Let’s start by getting the above RFCs merged and implemented! In addition, I’d like to see:


These traits are important for enabling interop among the async ecosystem. However, there hasn’t been broad consensus over what the traits should look like. Most of the context for that is in this post. There were two issues identified here: uninitialized memory, and vectorized I/O.

On the uninitialized memory front, the ReadBuf RFC has been accepted. This gives us a pretty clear idea of what both Read and AsyncRead traits look like with support for uninitialized buffers.

When it comes to vectorized reads and writes, it turns out this issue may not be as important as initially thought. One data point for this is that Tokio is now proposing new AsyncRead/AsyncWrite traits without support for them, citing that layering vectored read/write support on the existing traits has not been all that useful. And even if we do add support for vectored reads and writes to AsyncRead and AsyncWrite, we can forward-compatibly add them as provided methods later.

With these developments, the various traits in the ecosystem have begun to converge. I think we’re closer than ever to reaching consensus on them, and I’d like to push for that in 2021.

Improved documentation and error messages

This isn’t a language feature per se, but it is important. I’d like to see the async book get a lot friendlier to beginners. Some of this work has already begun, and I’m very happy to see it.

I’d also like to continue the work of error message improvements. Making great error messages is a lot of work, but it’s also a great way to get involved in compiler development! If you’re interested, come by the wg-async-foundations meeting.

Const generics

Let’s stabilize a const generics MVP.

Fallible let bindings

Fallible let bindings look something like this:

let Some(foo) = bar else {
// `foo` gets used here

This might look weird at first, but consider that you can already write let bindings with infallible patterns like the following:

enum Foo { Bar(i32) }
fn f(x: Foo) {
    let Foo::Bar(val) = x; // <-- Infallible pattern
    println!("val is {}", val);

This feature simply extends this pattern to fallible let bindings, by adding an else block where you exit the current scope if the binding fails (by returning, breaking, or panicking).

Fallible let bindings have the benefit of reducing rightward drift, especially in code that needs several nested if let s today. Personally, I see code like this all the time.1

This feature has been proposed and postponed before, back in 2016 (and been brought up many times since). One of the reasons for postponing back then was that the ? RFC had just been accepted, and things needed time to “bake.” While ? does help in specific situations, especially error handling when returning Result, it’s frustratingly inapplicable to Option unless the code you’re writing happens to be in a function that also returns Option.2

I think it’s time to take this idea off the shelf and add it to the language.
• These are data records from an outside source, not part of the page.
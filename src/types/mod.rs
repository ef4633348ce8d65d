//! Data types shared by the scope, the codecs and the boundary.
//!
//! # Examples
//!
//! ```
//! use field_rail::{AggregateValidationError, FieldErrorSet, ValidationFailure};
//!
//! let set: FieldErrorSet = [
//!     ValidationFailure::domain("email", "Email must contain @."),
//!     ValidationFailure::domain("age", "Age cannot be negative."),
//! ]
//! .into_iter()
//! .collect();
//!
//! let err = AggregateValidationError::from_set(set).unwrap();
//! assert_eq!(err.fields().collect::<Vec<_>>(), ["email", "age"]);
//! ```
use smallvec::SmallVec;

pub mod aggregate;
pub mod domain_error;
pub mod failure;
pub mod field_error_set;
pub mod outcome;

pub use aggregate::*;
pub use domain_error::*;
pub use failure::*;
pub use field_error_set::*;
pub use outcome::*;

/// SmallVec-backed collection used for failures and per-field messages.
///
/// Uses inline storage for one element; most fields fail for exactly one reason.
pub type ErrorVec<E> = SmallVec<[E; 1]>;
A decision on self-borrowing generators

withoutboats recently theorized that generators, unlike async functions, don’t usually need to be self-borrowing in practice. Their main argument was that self-borrowing isn’t a need that comes up in iterator combinators, whereas it did constantly when writing Future combinators.
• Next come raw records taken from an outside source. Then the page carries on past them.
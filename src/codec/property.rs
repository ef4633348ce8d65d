//! Codecs bound to a known property name.
//!
//! A codec selected by *type* cannot tell which field it is converting. Binding it
//! to a property name makes every failure it reports carry that name, which is
//! what keeps two `Email` fields on one structure apart in the aggregate.

use crate::codec::{Maybe, OptionalCodec, ValidatingCodec};
use crate::config::MessageConfig;
use crate::scope::with_property;
use crate::traits::{Scalar, ValueObject};
use crate::types::Outcome;
use core::fmt;
use core::marker::PhantomData;
use core::ops::{Deref, DerefMut};
use std::borrow::Cow;

/// A property name known at compile time.
///
/// Usually declared with [`property_name!`](crate::property_name).
pub trait PropertyName {
    const NAME: &'static str;
}

/// Runtime-named wrapper around a [`ValidatingCodec`].
///
/// Every conversion runs inside [`with_property`] for its name.
///
/// # Examples
///
/// ```
/// use field_rail::{scope, DomainError, PropertyBoundCodec, ValueObject};
///
/// #[derive(Debug, Clone, PartialEq)]
/// struct Email(String);
///
/// impl ValueObject for Email {
///     type Primitive = String;
///
///     fn try_create(value: Option<String>, field: Option<&str>) -> Result<Self, DomainError> {
///         match value {
///             Some(v) if v.contains('@') => Ok(Email(v)),
///             _ => Err(DomainError::validation(field.unwrap_or("email"), "Email must contain @.")),
///         }
///     }
///
///     fn to_primitive(&self) -> String {
///         self.0.clone()
///     }
/// }
///
/// let handle = scope::open();
/// PropertyBoundCodec::<Email>::new("billingEmail").read(Some("nope".into()));
/// PropertyBoundCodec::<Email>::new("shippingEmail").read(Some("nope".into()));
///
/// let err = handle.materialize().unwrap();
/// assert_eq!(err.fields().collect::<Vec<_>>(), ["billingEmail", "shippingEmail"]);
/// ```
pub struct PropertyBoundCodec<V> {
    name: Cow<'static, str>,
    inner: ValidatingCodec<V>,
}

impl<V: ValueObject> PropertyBoundCodec<V> {
    #[inline]
    pub fn new(name: impl Into<Cow<'static, str>>) -> Self {
        Self { name: name.into(), inner: ValidatingCodec::new() }
    }

    /// Binds the codec to a compile-time property name.
    #[inline]
    pub fn named<N: PropertyName>() -> Self {
        Self::new(N::NAME)
    }

    #[inline]
    pub fn name(&self) -> &str {
        &self.name
    }

    #[inline]
    pub fn inner(&self) -> &ValidatingCodec<V> {
        &self.inner
    }

    /// Converts without touching any scope, attributing failures to this name.
    #[inline]
    pub fn evaluate(&self, wire: Option<V::Primitive>, config: &MessageConfig) -> Outcome<V> {
        self.inner.evaluate(wire, Some(&*self.name), config)
    }

    pub fn read(&self, wire: Option<V::Primitive>) -> Option<V> {
        with_property(&self.name, || self.inner.read(wire))
    }

    pub fn read_scalar(&self, wire: Option<Scalar>) -> Option<V> {
        with_property(&self.name, || self.inner.read_scalar(wire))
    }

    /// Reads through an [`OptionalCodec`] under this name.
    pub fn read_optional(&self, wire: Option<V::Primitive>) -> Maybe<V> {
        with_property(&self.name, || OptionalCodec::<V>::new().read(wire))
    }

    pub fn write(&self, value: Option<&V>) -> Option<V::Primitive> {
        with_property(&self.name, || self.inner.write(value))
    }
}

impl<V> Clone for PropertyBoundCodec<V> {
    fn clone(&self) -> Self {
        Self { name: self.name.clone(), inner: self.inner }
    }
}

impl<V> fmt::Debug for PropertyBoundCodec<V> {
    fn fmt(&self, f: &mut fmt::Formatter<'_>) -> fmt::Result {
        f.debug_struct("PropertyBoundCodec")
            .field("name", &self.name)
            .field("value", &core::any::type_name::<V>())
            .finish()
    }
}

/// Serde field wrapper that converts `C` under the compile-time property `N`.
///
/// `C` is typically [`Required<V>`](crate::Required) or [`Maybe<V>`]. The wrapper
/// dereferences to `C`.
pub struct Named<N, C> {
    inner: C,
    _name: PhantomData<fn() -> N>,
}

impl<N: PropertyName, C> Named<N, C> {
    #[inline]
    pub fn new(inner: C) -> Self {
        Self { inner, _name: PhantomData }
    }

    #[inline]
    pub fn name() -> &'static str {
        N::NAME
    }

    #[inline]
    pub fn into_inner(self) -> C {
        self.inner
    }
}

impl<N, C> Deref for Named<N, C> {
    type Target = C;

    fn deref(&self) -> &C {
        &self.inner
    }
}

impl<N, C> DerefMut for Named<N, C> {
    fn deref_mut(&mut self) -> &mut C {
        &mut self.inner
    }
}

impl<N, C: Clone> Clone for Named<N, C> {
    fn clone(&self) -> Self {
        Self { inner: self.inner.clone(), _name: PhantomData }
    }
}

impl<N, C: PartialEq> PartialEq for Named<N, C> {
    fn eq(&self, other: &Self) -> bool {
        self.inner == other.inner
    }
}

impl<N, C: Eq> Eq for Named<N, C> {}

impl<N, C: Default> Default for Named<N, C> {
    fn default() -> Self {
        Self { inner: C::default(), _name: PhantomData }
    }
}

impl<N: PropertyName, C: fmt::Debug> fmt::Debug for Named<N, C> {
    fn fmt(&self, f: &mut fmt::Formatter<'_>) -> fmt::Result {
        f.debug_struct("Named")
            .field("name", &N::NAME)
            .field("inner", &self.inner)
            .finish()
    }
}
I find their logic somewhat convincing, but I’d really like to find out if there are important use cases for self-borrowing generators. If not, it would have pretty big implications for language design questions going forward. I hope we can come to a consensus on this question sometime in 2021.

2021 Edition

Let’s do it. As a quality of life thing I’m really looking forward to implicit named arguments in format strings.


Source-based code coverage support

This is well underway, and Rich has done an amazing job implementing it. Branch-level code coverage support is really useful for finding missing test coverage, and I would love to see this stabilized in 2021.

Benchmark suite for rustc generated code

rustc has a great benchmark suite for compiler performance. However, there’s not an official one for the performance of the code compiled by rustc.

In the past we’ve used the compiler performance suite as a proxy for this, because rustc compiles itself, after all. But that isn’t enough, in my opinion. There are a lot of workloads we need to generate code for that don’t look anything like a compiler. For example, compiler has very little to no numerics code or SIMD-ready code, and it uses explicit arena allocation unlike most Rust programs.

Compilers are complicated, and no one understands the entire thing from end-to-end. This is especially true when you consider just how much rustc relies on LLVM to produce optimal code. Few Rust developers are very familiar with LLVM or the development going on there.3 We tend to treat it as a black box, and changes in LLVM can significantly alter the performance of the code we generate without us knowing about it.

lolbench was a great step in this direction. I’d really like to see it get refurbished, adopted into the rust-lang organization, and made to work on multiple platforms.

Library ecosystem


I’d really like to see an ecosystem develop around io-uring. I’ve been following ringbahn off and on since it was first released, and it seems more or less like exactly the way I’d approach the problem.4

Still, we need to prove it out using real-world applications. I’m also curious to know if it should influence the design of the AsyncRead and AsyncWrite traits, as this issue talks about.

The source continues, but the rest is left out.